## What to produce:
Output, exactly and alone, the lines from the one containing "filename crates/llmstack-api/src/endpoints/mod.rs" through the last line of the material below, both ends included.

# # # # # # #

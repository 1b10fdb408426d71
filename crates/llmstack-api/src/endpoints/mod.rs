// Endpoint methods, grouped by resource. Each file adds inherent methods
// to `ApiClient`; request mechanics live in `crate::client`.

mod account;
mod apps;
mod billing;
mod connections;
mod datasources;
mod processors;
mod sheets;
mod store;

# # # # # # #

## Output for this task:
filename crates/llmstack-api/src/endpoints/mod.rs
// Endpoint methods, grouped by resource. Each file adds inherent methods
// to `ApiClient`; request mechanics live in `crate::client`.

mod account;
mod apps;
mod billing;
mod connections;
mod datasources;
mod processors;
mod sheets;
mod store;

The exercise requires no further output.